The second generation of the Healthcare IoT embraced wearable technology, and Australian entrepreneurs were quick to hop aboard the express. A range of wearable devices and applications is the catalyst behind a constellation of start-ups addressing the healthcare opportunities spawned by this wearable technology.
Enter Digital Medicos
Wearable medical technology is evolving fast and increasingly demonstrating the potential to revolutionize Healthcare diagnostics and long-term care. Health care researchers are refining monitors capable of providing real-time oversight of body systems. Powering this diagnostic bloom is the transmission of data via mobile wireless networks to the cloud for diagnostic processing.
We are now witnessing the true convergence of the genomic and IoT revolutions melding healthcare, active lifestyle and social structures. Wearable technology’s maturing capabilities promise to empower individuals to monitor their health and make informed decisions on their lifestyle, particularly those with chronic conditions such as diabetes, heart complications and high blood pressure.
More Than A Watch Or Fitness Tracker
Global Kinetics Corporation in conjunction with researchers from Victoria’s Florey Neuroscience Institute have created the Parkinson’s KinetiGraph or PKG Data Logger. The PKG Data Logger is a device worn on the wrist that closely resembles a smart watch. It automatically tracks movement information to help doctors with their diagnosis and treatment of the symptoms of movement disorders, such as Parkinson’s disease.
Assessing Parkinson’s symptoms to ensure patients are receiving the proper treatment has proven complex and is never easy. The Australian PKG Data Logger offers a more effective, fact-based means for physicians to monitor the progression of Parkinson’s disease and other movement disorders in patients and to track how Parkinson’s symptoms respond to specific treatments. Then there are these Australian companies changing the Healthcare IoT landscape:
Aipoly AI Helps The Blind Perceive Their World
Aipoly is a dazzling new app created by an Australian start-up to help the visually impaired to see the world using artificial intelligence. The app employs a clever AI algorithm to identify objects displayed through a smartphone camera. The app then tells the user what the object is. The next generation of the app will enable the app’s artificial intelligence to understand complex scenes and describe objects in relation to one another, such as “The stool is in front of the breakfast bar.”
Blue Watch Brings A New Perspective To Tackling Depression
Blue Watch is a new app developed by a team of psychology researchers at Deakin University. The app allows users to track their moods and address depressive symptoms before they deteriorate. Users can work through a set of modules, covering breathing exercises to reduce stress, techniques for addressing negative thoughts, and similar coping strategies. The inspiration behind the app is to work with the patient in building resilience. “Blue Watch is like having a personalised mobile therapist on tap 24/7.”

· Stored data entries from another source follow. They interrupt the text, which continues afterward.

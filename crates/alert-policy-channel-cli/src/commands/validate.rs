//! Resource configuration validation.

use std::fs;
use std::io::Write;
use std::path::Path;

use alert_policy_channel::{CompositeId, PolicyChannelConfig};
use tracing::debug;

use crate::error::CliError;
use crate::output::{IdInfo, OutputFormat, ValidationReport};

/// Handler for `validate`.
#[derive(Debug, Default)]
pub struct ValidateCommand;

impl ValidateCommand {
    /// Creates a new handler.
    #[must_use]
    pub const fn new() -> Self {
        Self
    }

    /// Validates the configuration at `path` and prints the identifier it
    /// would produce.
    ///
    /// # Errors
    ///
    /// Returns an error if the file cannot be read or the configuration is
    /// invalid.
    pub fn execute<W: Write>(
        &self,
        out: &mut W,
        format: &OutputFormat,
        path: &Path,
    ) -> Result<(), CliError> {
        let contents = fs::read_to_string(path)?;
        debug!(path = %path.display(), "loaded configuration");

        let config = PolicyChannelConfig::from_json(&contents)?;
        let id = CompositeId::new(config.policy_id, config.channel_ids()?)?;

        let report = ValidationReport {
            id: IdInfo::from(&id),
            deprecated_channel_id: config.channel_id.is_some(),
        };
        format.write(out, &report)
    }
}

Hit 100 Targets Diabetic Diets
Hit 100 is an Australian wellbeing tech start-up which has created the world’s first meal delivery program aimed at tackling the growing scourge of diabetes. Hit 100 is intended to assist diabetics to manage their health more effectively by managing their diet via home delivered meals and a unique online 100 point food tracking system.
If it continues its present development trajectory, Australia’s contribution to wearable healthcare technology promises to transform how our current healthcare system delivers extended care for patients, smooth out inefficiencies in healthcare delivery systems, reduce costs, and enable the precision delivery of medication. However, this is assuming we have a pool of venture capital and the support systems to enable these healthcare entrepreneurs to bring their concept to market!